Batter
- 1-1/2 cups rolled oats
- 1-1/4 cups all-purpose flour
- 1 teaspoon baking powder
- 3/4 teaspoon baking soda
- 3/4 teaspoon fine sea salt
- 1/2 teaspoon ground nutmeg
- 1/4 teaspoon ground allspice
- 2/3 cup unsweetened vanilla almond milk
- 1/4 cup honey
- 1 cup Our Family Garden, Cinnamon Applesauce
- 2 large eggs
- 3 tablespoons almond oil
Topping
- 1/2 cup rolled oats (Can be reduced if you prefer less topping)

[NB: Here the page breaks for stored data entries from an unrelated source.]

//! ADX — Average Directional Index (Wilder), as a streaming cell.
//!
//! Steps per bar:
//! 1. +DM / -DM from consecutive highs and lows
//! 2. Wilder-smooth +DM, -DM, and TR (alpha = 1/period)
//! 3. +DI / -DI = 100 * smoothed DM / smoothed TR
//! 4. DX = 100 * |+DI - -DI| / (+DI + -DI)
//! 5. ADX = Wilder-smoothed DX
//!
//! Warm-up: DI values after `period` bars, ADX after roughly `2 * period`.

use crate::domain::Bar;

/// Snapshot of the ADX cell after an update.
#[derive(Debug, Clone, Copy, PartialEq, Default)]
pub struct AdxState {
    pub adx: Option<f64>,
    pub plus_di: Option<f64>,
    pub minus_di: Option<f64>,
    /// ADX is available and below the configured threshold.
    pub trend_weak: bool,
}

#[derive(Debug, Clone)]
pub struct Adx {
    period: usize,
    threshold: f64,
    prev: Option<(f64, f64, f64)>, // (high, low, close)
    smooth_tr: Wilder,
    smooth_plus: Wilder,
    smooth_minus: Wilder,
    smooth_dx: Wilder,
    state: AdxState,
}

/// Single Wilder-smoothed series: mean-seeded, then
/// `s = (s * (n - 1) + x) / n`.
#[derive(Debug, Clone)]
struct Wilder {
    period: usize,
    seed_sum: f64,
    seen: usize,
    value: Option<f64>,
}

impl Wilder {
    fn new(period: usize) -> Self {
        Self {
            period,
            seed_sum: 0.0,
            seen: 0,
            value: None,
        }
    }

    fn update(&mut self, x: f64) -> Option<f64> {
        self.seen += 1;
        match self.value {
            Some(prev) => {
                self.value = Some((prev * (self.period as f64 - 1.0) + x) / self.period as f64);
            }
            None => {
                self.seed_sum += x;
                if self.seen >= self.period {
                    self.value = Some(self.seed_sum / self.period as f64);
                }
            }
        }
        self.value
    }
}

impl Adx {
    pub fn new(period: usize, threshold: f64) -> Self {
        assert!(period >= 1, "ADX period must be >= 1");
        Self {
            period,
            threshold,
            prev: None,
            smooth_tr: Wilder::new(period),
            smooth_plus: Wilder::new(period),
            smooth_minus: Wilder::new(period),
            smooth_dx: Wilder::new(period),
            state: AdxState::default(),
        }
    }

    pub fn state(&self) -> AdxState {
        self.state
    }

    pub fn update(&mut self, bar: &Bar) -> AdxState {
        if let Some((prev_high, prev_low, prev_close)) = self.prev {
            let high_diff = bar.high - prev_high;
            let low_diff = prev_low - bar.low;

            let plus_dm = if high_diff > low_diff && high_diff > 0.0 {
                high_diff
            } else {
                0.0
            };
            let minus_dm = if low_diff > high_diff && low_diff > 0.0 {
                low_diff
            } else {
                0.0
            };
            let tr = {
                let hl = bar.high - bar.low;
                let hc = (bar.high - prev_close).abs();
                let lc = (bar.low - prev_close).abs();
                hl.max(hc).max(lc)
            };

            let smooth_tr = self.smooth_tr.update(tr);
            let smooth_plus = self.smooth_plus.update(plus_dm);
            let smooth_minus = self.smooth_minus.update(minus_dm);

            if let (Some(tr), Some(plus), Some(minus)) = (smooth_tr, smooth_plus, smooth_minus) {
                if tr > 0.0 {
                    let plus_di = 100.0 * plus / tr;
                    let minus_di = 100.0 * minus / tr;
                    self.state.plus_di = Some(plus_di);
                    self.state.minus_di = Some(minus_di);

                    let di_sum = plus_di + minus_di;
                    let dx = if di_sum == 0.0 {
                        0.0
                    } else {
                        100.0 * (plus_di - minus_di).abs() / di_sum
                    };
                    self.state.adx = self.smooth_dx.update(dx);
                }
            }
        }
        self.prev = Some((bar.high, bar.low, bar.close));
        self.state.trend_weak = self.state.adx.is_some_and(|v| v < self.threshold);
        self.state
    }
}

#[cfg(test)]
mod tests {
    use super::*;
    use chrono::{TimeZone, Utc};

    fn make_bar(i: u32, open: f64, high: f64, low: f64, close: f64) -> Bar {
        Bar {
            ts: Utc.with_ymd_and_hms(2024, 1, 2, 14, 30, 0).unwrap()
                + chrono::Duration::minutes(i as i64),
            open,
            high,
            low,
            close,
            volume: 1000,
        }
    }

    fn trend_bars(n: usize, step: f64) -> Vec<Bar> {
        (0..n)
            .map(|i| {
                let base = 100.0 + i as f64 * step;
                make_bar(i as u32, base - 1.0, base + 3.0, base - 3.0, base + 2.0)
            })
            .collect()
    }

    #[test]
    fn adx_bounds() {
        let mut adx = Adx::new(3, 18.0);
        for bar in trend_bars(30, 1.5) {
            let state = adx.update(&bar);
            if let Some(v) = state.adx {
                assert!((0.0..=100.0).contains(&v), "ADX out of bounds: {v}");
            }
        }
    }

    #[test]
    fn strong_trend_elevates_adx() {
        let mut adx = Adx::new(5, 18.0);
        let mut last = AdxState::default();
        for bar in trend_bars(40, 5.0) {
            last = adx.update(&bar);
        }
        let value = last.adx.expect("ADX should be available after warm-up");
        assert!(value > 20.0, "strong trend should elevate ADX, got {value}");
        assert!(!last.trend_weak);
        assert!(last.plus_di.unwrap() > last.minus_di.unwrap());
    }

    #[test]
    fn flat_tape_is_weak_trend() {
        let mut adx = Adx::new(5, 18.0);
        let mut last = AdxState::default();
        for i in 0..40 {
            // Alternating chop around 100
            let up = i % 2 == 0;
            let bar = if up {
                make_bar(i, 100.0, 101.0, 99.5, 100.5)
            } else {
                make_bar(i, 100.5, 100.8, 99.2, 99.8)
            };
            last = adx.update(&bar);
        }
        let value = last.adx.expect("ADX available");
        assert!(value < 18.0, "chop should read as weak trend, got {value}");
        assert!(last.trend_weak);
    }

    #[test]
    fn no_adx_before_warmup() {
        let mut adx = Adx::new(14, 18.0);
        for bar in trend_bars(5, 1.0) {
            let state = adx.update(&bar);
            assert!(state.adx.is_none());
            assert!(!state.trend_weak);
        }
    }
}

- 1/4 sliced almonds (chopped)
- 1/4 teaspoon ground cinnamon
- 1 tablespoon honey
- 1 tablespoon almond oil
Directions
Spray a 12 cup muffin pan with non-stick cooking spray or line with paper baking cups.
In a medium mixing bowl whisk together oats, flour, baking powder, baking soda, salt, nutmeg and allspice.
In a second mixing bowl whisk together almond milk and honey until incorporated. Then whisk in applesauce, eggs and almond oil.
Stir wet ingredients into dry ingredients until just incorporated. Divide batter evenly into 12 muffin cups.
In a small mixing bowl stir together oats, almonds and cinnamon. Whisk together honey and almond oil and toss with topping ingredients.
Distribute topping evenly over tops of muffin batter. Bake for 18-20 minutes or until toothpick comes out clean. Remove from oven let sit 5 minutes and remove muffins to wire racks to cool completely.